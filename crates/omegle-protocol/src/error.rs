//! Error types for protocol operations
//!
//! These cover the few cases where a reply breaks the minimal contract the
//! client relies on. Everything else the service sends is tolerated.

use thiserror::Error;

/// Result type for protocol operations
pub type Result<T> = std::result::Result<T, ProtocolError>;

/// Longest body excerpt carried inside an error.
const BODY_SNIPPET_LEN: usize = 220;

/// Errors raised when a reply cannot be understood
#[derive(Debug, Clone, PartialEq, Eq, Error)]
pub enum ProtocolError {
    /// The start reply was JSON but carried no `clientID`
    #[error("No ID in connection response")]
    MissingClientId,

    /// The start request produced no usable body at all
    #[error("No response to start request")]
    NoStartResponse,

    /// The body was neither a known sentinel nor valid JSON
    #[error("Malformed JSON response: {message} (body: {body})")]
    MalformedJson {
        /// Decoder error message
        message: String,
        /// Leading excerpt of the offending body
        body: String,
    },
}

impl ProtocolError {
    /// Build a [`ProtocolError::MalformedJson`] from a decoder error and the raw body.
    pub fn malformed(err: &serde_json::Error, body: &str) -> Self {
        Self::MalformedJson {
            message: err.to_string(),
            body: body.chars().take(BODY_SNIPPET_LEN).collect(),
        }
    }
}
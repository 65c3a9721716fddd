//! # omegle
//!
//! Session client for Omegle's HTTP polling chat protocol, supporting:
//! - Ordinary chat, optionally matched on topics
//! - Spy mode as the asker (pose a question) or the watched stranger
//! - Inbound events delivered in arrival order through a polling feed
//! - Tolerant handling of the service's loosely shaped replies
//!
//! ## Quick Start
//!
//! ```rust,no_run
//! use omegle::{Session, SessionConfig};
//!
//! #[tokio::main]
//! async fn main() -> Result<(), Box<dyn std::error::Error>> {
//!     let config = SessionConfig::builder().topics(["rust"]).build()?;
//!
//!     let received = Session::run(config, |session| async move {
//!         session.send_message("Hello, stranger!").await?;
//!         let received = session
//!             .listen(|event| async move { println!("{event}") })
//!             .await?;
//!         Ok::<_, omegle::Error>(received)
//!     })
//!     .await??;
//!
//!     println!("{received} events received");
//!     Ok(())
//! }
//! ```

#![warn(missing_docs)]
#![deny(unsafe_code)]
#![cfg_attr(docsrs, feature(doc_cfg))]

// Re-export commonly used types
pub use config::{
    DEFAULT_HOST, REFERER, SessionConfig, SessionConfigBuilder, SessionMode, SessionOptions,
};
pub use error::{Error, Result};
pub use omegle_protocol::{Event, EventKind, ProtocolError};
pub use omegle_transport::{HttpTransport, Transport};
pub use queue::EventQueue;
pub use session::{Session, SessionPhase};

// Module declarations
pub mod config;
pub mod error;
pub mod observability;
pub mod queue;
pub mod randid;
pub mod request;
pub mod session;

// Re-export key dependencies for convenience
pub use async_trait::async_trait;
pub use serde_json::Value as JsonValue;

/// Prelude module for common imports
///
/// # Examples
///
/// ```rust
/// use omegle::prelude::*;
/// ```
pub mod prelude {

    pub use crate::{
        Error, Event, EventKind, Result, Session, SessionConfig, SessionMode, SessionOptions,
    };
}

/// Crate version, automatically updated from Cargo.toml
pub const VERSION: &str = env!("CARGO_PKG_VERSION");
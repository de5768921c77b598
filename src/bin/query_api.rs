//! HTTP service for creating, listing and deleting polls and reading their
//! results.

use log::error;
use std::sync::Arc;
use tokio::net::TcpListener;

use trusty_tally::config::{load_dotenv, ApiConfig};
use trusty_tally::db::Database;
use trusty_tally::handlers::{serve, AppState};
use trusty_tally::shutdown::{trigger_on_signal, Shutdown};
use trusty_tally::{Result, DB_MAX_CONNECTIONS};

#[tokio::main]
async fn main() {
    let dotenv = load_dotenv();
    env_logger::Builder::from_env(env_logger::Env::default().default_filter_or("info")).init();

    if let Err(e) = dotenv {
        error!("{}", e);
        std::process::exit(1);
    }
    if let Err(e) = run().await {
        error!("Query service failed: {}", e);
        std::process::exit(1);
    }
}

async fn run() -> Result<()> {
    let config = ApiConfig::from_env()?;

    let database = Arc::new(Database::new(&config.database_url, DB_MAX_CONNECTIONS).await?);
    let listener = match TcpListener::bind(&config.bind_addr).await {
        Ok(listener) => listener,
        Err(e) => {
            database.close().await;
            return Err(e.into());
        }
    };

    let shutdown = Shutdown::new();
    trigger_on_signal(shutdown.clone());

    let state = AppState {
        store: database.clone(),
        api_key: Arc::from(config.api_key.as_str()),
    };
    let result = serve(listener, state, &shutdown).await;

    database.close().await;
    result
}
================================
What is being asked: Copy out every line of the data that includes the word "reply".

Result of this task:
//! These cover the few cases where a reply breaks the minimal contract the
/// Errors raised when a reply cannot be understood
    /// The start reply was JSON but carried no `clientID`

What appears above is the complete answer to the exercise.